Assuming your environment is set up as described in that document, create an instance of :class:`~google.cloud.speech.client.Client`.

>>> from google.cloud import speech
>>> client = speech.Client()

Asynchronous Recognition

The :meth:`~google.cloud.speech.Client.long_running_recognize` sends audio data to the Speech API and initiates a Long Running Operation. Using this operation, you can periodically poll for recognition results. Use asynchronous requests for audio data of any duration up to 80 minutes.

See: Speech Asynchronous Recognize

>>> import time
>>> from google.cloud import speech
>>> client = speech.Client()
>>> sample = client.sample(source_uri='gs://my-bucket/recording.flac',
...                        encoding=speech.Encoding.LINEAR16,
...                        sample_rate_hertz=44100)
>>> operation = sample.long_running_recognize(
...     language_code='en-US',
...     max_alternatives=2,
... )
>>> retry_count = 100
>>> while retry_count > 0 and not operation.complete:
...     retry_count -= 1
...     time.sleep(10)
...     operation.poll()  # API call
>>> operation.complete
True
>>> for result in operation.results:
...     for alternative in result.alternatives:
...         print('=' * 20)
...         print(alternative.transcript)
...         print(alternative.confidence)
====================
'how old is the Brooklyn Bridge'
0.98267895

Synchronous Recognition

The :meth:`~google.cloud.speech.Client.recognize` method converts speech data to text and returns alternative text transcriptions.

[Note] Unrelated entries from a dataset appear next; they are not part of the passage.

// jvmti-watermark/src/sys/jni.rs
//
// The slice of JNI the agent touches: primitive and reference types, the
// JavaVM invocation table (for GetEnv) and the status codes returned from
// Agent_OnLoad. JNIEnv is only ever passed through, so it stays opaque.

#![allow(non_upper_case_globals)]
#![allow(non_camel_case_types)]
#![allow(non_snake_case)]

use std::ffi::c_void;

// =============================================================================
// Primitive Types
// =============================================================================

pub type jint = i32;
pub type jlong = i64;

// =============================================================================
// Reference Types (opaque pointers)
// =============================================================================

pub type jobject = *mut c_void;
pub type jclass = jobject;
pub type jthread = jobject;

// =============================================================================
// Constants
// =============================================================================

pub const JNI_OK: jint = 0;
pub const JNI_ERR: jint = -1;
pub const JNI_EVERSION: jint = -3;

// =============================================================================
// JNIEnv - never dereferenced by the agent
// =============================================================================

pub type JNIEnv = c_void;

// =============================================================================
// JNIInvokeInterface_ - The JavaVM function table
// =============================================================================

#[repr(C)]
pub struct JNIInvokeInterface_ {
    pub reserved0: *mut c_void,
    pub reserved1: *mut c_void,
    pub reserved2: *mut c_void,

    pub DestroyJavaVM: unsafe extern "system" fn(vm: *mut JavaVM) -> jint,
    pub AttachCurrentThread:
        unsafe extern "system" fn(vm: *mut JavaVM, penv: *mut *mut c_void, args: *mut c_void) -> jint,
    pub DetachCurrentThread: unsafe extern "system" fn(vm: *mut JavaVM) -> jint,
    pub GetEnv:
        unsafe extern "system" fn(vm: *mut JavaVM, penv: *mut *mut c_void, version: jint) -> jint,
    pub AttachCurrentThreadAsDaemon:
        unsafe extern "system" fn(vm: *mut JavaVM, penv: *mut *mut c_void, args: *mut c_void) -> jint,
}

/// In C JNI, JavaVM is directly a pointer to the invocation table:
/// `typedef const struct JNIInvokeInterface_ *JavaVM;`
pub type JavaVM = *const JNIInvokeInterface_;
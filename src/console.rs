//! Line-oriented output the test harness asserts on.
//!
//! Status lines go to stdout and failure diagnostics to stderr, each flushed
//! as soon as it is written so the harness sees them in the same order as the
//! JVM's own output. These lines are a contract and bypass the `log` facade;
//! `RUST_LOG` only controls the extra diagnostics.

use std::fmt;
use std::io::{self, Write};
use std::sync::Arc;

use parking_lot::Mutex;

type Sink = Mutex<Box<dyn Write + Send>>;

pub struct Console {
    out: Sink,
    err: Sink,
}

impl Console {
    pub fn new(out: impl Write + Send + 'static, err: impl Write + Send + 'static) -> Self {
        Self {
            out: Mutex::new(Box::new(out)),
            err: Mutex::new(Box::new(err)),
        }
    }

    pub fn stdio() -> Self {
        Self::new(io::stdout(), io::stderr())
    }

    /// A console that records into memory, and the handle to read it back.
    pub fn capture() -> (Self, Transcript) {
        let transcript = Transcript::default();
        let console = Self::new(SharedBuf(transcript.out.clone()), SharedBuf(transcript.err.clone()));
        (console, transcript)
    }

    pub fn status(&self, line: fmt::Arguments<'_>) {
        write_line(&self.out, line);
    }

    pub fn diagnostic(&self, line: fmt::Arguments<'_>) {
        write_line(&self.err, line);
    }
}

impl fmt::Debug for Console {
    fn fmt(&self, f: &mut fmt::Formatter<'_>) -> fmt::Result {
        f.debug_struct("Console").finish_non_exhaustive()
    }
}

fn write_line(sink: &Sink, line: fmt::Arguments<'_>) {
    let mut w = sink.lock();
    // Nothing sensible to do if the JVM's stdout is gone.
    let _ = w.write_fmt(format_args!("{}\n", line));
    let _ = w.flush();
}

/// Everything a captured [`Console`] has written so far.
#[derive(Clone, Default)]
pub struct Transcript {
    out: Arc<Mutex<Vec<u8>>>,
    err: Arc<Mutex<Vec<u8>>>,
}

impl Transcript {
    pub fn stdout(&self) -> String {
        String::from_utf8_lossy(&self.out.lock()).into_owned()
    }

    pub fn stderr(&self) -> String {
        String::from_utf8_lossy(&self.err.lock()).into_owned()
    }

    pub fn stdout_lines(&self) -> Vec<String> {
        self.stdout().lines().map(str::to_owned).collect()
    }

    pub fn stderr_lines(&self) -> Vec<String> {
        self.stderr().lines().map(str::to_owned).collect()
    }
}

struct SharedBuf(Arc<Mutex<Vec<u8>>>);

impl Write for SharedBuf {
    fn write(&mut self, buf: &[u8]) -> io::Result<usize> {
        self.0.lock().extend_from_slice(buf);
        Ok(buf.len())
    }

    fn flush(&mut self) -> io::Result<()> {
        Ok(())
    }
}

This example uses language_code='en-GB' to better recognize a dialect from Great Britain.

>>> from google.cloud import speech
>>> client = speech.Client()
>>> sample = client.sample(source_uri='gs://my-bucket/recording.flac',
...                        encoding=speech.Encoding.FLAC,
...                        sample_rate_hertz=44100)
>>> results = sample.recognize(
...     language_code='en-GB', max_alternatives=2)
>>> for result in results:
...     for alternative in result.alternatives:
...         print('=' * 20)
...         print('transcript: ' + alternative.transcript)
...         print('confidence: ' + str(alternative.confidence))
====================
transcript: Hello, this is a test
confidence: 0.81
====================
transcript: Hello, this is one test
confidence: 0

Example of using the profanity filter.

>>> from google.cloud import speech
>>> client = speech.Client()
>>> sample = client.sample(source_uri='gs://my-bucket/recording.flac',
...                        encoding=speech.Encoding.FLAC,
...                        sample_rate_hertz=44100)
>>> results = sample.recognize(
...     language_code='en-US',
...     max_alternatives=1,
...     profanity_filter=True,
... )
>>> for result in results:
...     for alternative in result.alternatives:
...         print('=' * 20)
...         print('transcript: ' + alternative.transcript)
...         print('confidence: ' + str(alternative.confidence))
====================
transcript: Hello, this is a f****** test
confidence: 0.81

Using speech context hints to get better results. This can be used to improve the accuracy for specific words and phrases. This can also be used to add new words to the vocabulary of the recognizer.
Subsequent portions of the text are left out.